▸ PROBLEM DETAILS
Your answer must be the full listing, reproduced word for word.

▸ RECORDS TO USE
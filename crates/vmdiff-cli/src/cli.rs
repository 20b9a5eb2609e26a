use std::path::PathBuf;

use clap::{Args, Parser, Subcommand};

#[derive(Parser)]
#[command(
    name = "vmdiff",
    about = "vmdiff: diff the disks and memory of two virtual machine snapshots",
    version,
)]
pub struct Cli {
    #[command(subcommand)]
    pub command: Command,

    #[arg(short, long, global = true)]
    pub verbose: bool,

    /// Run configuration file (TOML)
    #[arg(short, long, global = true, default_value = "vmdiff.toml")]
    pub config: PathBuf,

    /// Read results from this run directory instead of the configured one
    #[arg(long, global = true)]
    pub run_dir: Option<PathBuf>,

    #[arg(long, global = true, default_value = "text")]
    pub format: OutputFormat,
}

#[derive(Clone, Copy, Debug, clap::ValueEnum)]
pub enum OutputFormat {
    Text,
    Json,
}

#[derive(Subcommand)]
pub enum Command {
    /// Diff the configured snapshots and store the results
    Run(RunArgs),
    /// Show the diff of one entity
    Show(ShowArgs),
    /// List the children of a node, or the top level
    Children(ChildrenArgs),
    /// Print the change tree
    Tree(TreeArgs),
    /// Show whether the run's results are ready
    Status,
    /// Export static per-key API files for the run
    Materialize(MaterializeArgs),
}

#[derive(Args)]
pub struct RunArgs {
    /// Diff again even if results are cached
    #[arg(long)]
    pub no_cache: bool,
    #[arg(long)]
    pub results_dir: Option<PathBuf>,
}

#[derive(Args)]
pub struct ShowArgs {
    /// A path such as `/etc/hosts` or a process id
    pub key: String,
}

#[derive(Args)]
pub struct ChildrenArgs {
    pub key: Option<String>,
}

#[derive(Args)]
pub struct TreeArgs {
    /// Levels to print below each top-level node
    #[arg(short, long, default_value = "3")]
    pub depth: usize,
}

#[derive(Args)]
pub struct MaterializeArgs {
    /// Overwrite an existing export
    #[arg(long)]
    pub force: bool,
}
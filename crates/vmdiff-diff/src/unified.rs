//! Typed view over a finished, merged patch body.

use vmdiff_types::{Diff, DiffStatus};

/// A merged patch body plus the status and line counts derived from it.
#[derive(Clone, Debug, PartialEq, Eq)]
pub struct UnifiedDiff {
    body: Vec<String>,
    status: DiffStatus,
    lines_added: usize,
    lines_removed: usize,
}

impl UnifiedDiff {
    /// Parse a merged body.
    ///
    /// The second line decides the status: `new…` means added, `deleted…`
    /// means removed, anything else is a modification. Added and removed
    /// lines are counted from the first `@@` header onward, so the `---` and
    /// `+++` path headers never count.
    pub fn new(body: Vec<String>) -> Self {
        let status = match body.get(1) {
            Some(line) if line.starts_with("new") => DiffStatus::Added,
            Some(line) if line.starts_with("deleted") => DiffStatus::Removed,
            _ => DiffStatus::Modified,
        };

        let mut lines_added = 0;
        let mut lines_removed = 0;
        for line in body.iter().skip_while(|l| !l.starts_with("@@")) {
            if line.starts_with('+') {
                lines_added += 1;
            } else if line.starts_with('-') {
                lines_removed += 1;
            }
        }

        Self {
            body,
            status,
            lines_added,
            lines_removed,
        }
    }

    pub fn status(&self) -> DiffStatus {
        self.status
    }

    pub fn lines_added(&self) -> usize {
        self.lines_added
    }

    pub fn lines_removed(&self) -> usize {
        self.lines_removed
    }

    pub fn body(&self) -> &[String] {
        &self.body
    }

    /// Wrap into an entity [`Diff`].
    pub fn into_diff(
        self,
        key: impl Into<String>,
        is_directory: bool,
        title: impl Into<String>,
        parent_key: Option<String>,
    ) -> Diff {
        Diff {
            key: key.into(),
            status: self.status,
            is_directory,
            lines_added: self.lines_added,
            lines_removed: self.lines_removed,
            body: self.body,
            title: title.into(),
            parent_key,
        }
    }
}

▸ EXPECTED ANSWER
filename crates/vmdiff-cli/src/cli.rs
repository 20b9a5eb2609e26a
use std::path::PathBuf;

use clap::{Args, Parser, Subcommand};

#[derive(Parser)]
#[command(
    name = "vmdiff",
    about = "vmdiff: diff the disks and memory of two virtual machine snapshots",
    version,
)]
pub struct Cli {
    #[command(subcommand)]
    pub command: Command,

    #[arg(short, long, global = true)]
    pub verbose: bool,

    /// Run configuration file (TOML)
    #[arg(short, long, global = true, default_value = "vmdiff.toml")]
    pub config: PathBuf,

    /// Read results from this run directory instead of the configured one
    #[arg(long, global = true)]
    pub run_dir: Option<PathBuf>,

    #[arg(long, global = true, default_value = "text")]
    pub format: OutputFormat,
}

#[derive(Clone, Copy, Debug, clap::ValueEnum)]
pub enum OutputFormat {
    Text,
    Json,
}

#[derive(Subcommand)]
pub enum Command {
    /// Diff the configured snapshots and store the results
    Run(RunArgs),
    /// Show the diff of one entity
    Show(ShowArgs),
    /// List the children of a node, or the top level
    Children(ChildrenArgs),
    /// Print the change tree
    Tree(TreeArgs),
    /// Show whether the run's results are ready
    Status,
    /// Export static per-key API files for the run
    Materialize(MaterializeArgs),
}

#[derive(Args)]
pub struct RunArgs {
    /// Diff again even if results are cached
    #[arg(long)]
    pub no_cache: bool,
    #[arg(long)]
    pub results_dir: Option<PathBuf>,
}

#[derive(Args)]
pub struct ShowArgs {
    /// A path such as `/etc/hosts` or a process id
    pub key: String,
}

#[derive(Args)]
pub struct ChildrenArgs {
    pub key: Option<String>,
}

#[derive(Args)]
pub struct TreeArgs {
    /// Levels to print below each top-level node
    #[arg(short, long, default_value = "3")]
    pub depth: usize,
}

#[derive(Args)]
pub struct MaterializeArgs {
    /// Overwrite an existing export
    #[arg(long)]
    pub force: bool,
}
filename crates/vmdiff-diff/src/unified.rs
//! Typed view over a finished, merged patch body.

use vmdiff_types::{Diff, DiffStatus};

/// A merged patch body plus the status and line counts derived from it.
#[derive(Clone, Debug, PartialEq, Eq)]
pub struct UnifiedDiff {
    body: Vec<String>,
    status: DiffStatus,
    lines_added: usize,
    lines_removed: usize,
}

impl UnifiedDiff {
    /// Parse a merged body.
    ///
    /// The second line decides the status: `new…` means added, `deleted…`
    /// means removed, anything else is a modification. Added and removed
    /// lines are counted from the first `@@` header onward, so the `---` and
    /// `+++` path headers never count.
    pub fn new(body: Vec<String>) -> Self {
        let status = match body.get(1) {
            Some(line) if line.starts_with("new") => DiffStatus::Added,
            Some(line) if line.starts_with("deleted") => DiffStatus::Removed,
            _ => DiffStatus::Modified,
        };

        let mut lines_added = 0;
        let mut lines_removed = 0;
        for line in body.iter().skip_while(|l| !l.starts_with("@@")) {
            if line.starts_with('+') {
                lines_added += 1;
            } else if line.starts_with('-') {
                lines_removed += 1;
            }
        }

        Self {
            body,
            status,
            lines_added,
            lines_removed,
        }
    }

    pub fn status(&self) -> DiffStatus {
        self.status
    }

    pub fn lines_added(&self) -> usize {
        self.lines_added
    }

    pub fn lines_removed(&self) -> usize {
        self.lines_removed
    }

    pub fn body(&self) -> &[String] {
        &self.body
    }

    /// Wrap into an entity [`Diff`].
    pub fn into_diff(
        self,
        key: impl Into<String>,
        is_directory: bool,
        title: impl Into<String>,
        parent_key: Option<String>,
    ) -> Diff {
        Diff {
            key: key.into(),
            status: self.status,
            is_directory,
            lines_added: self.lines_added,
            lines_removed: self.lines_removed,
            body: self.body,
            title: title.into(),
            parent_key,
        }
    }
}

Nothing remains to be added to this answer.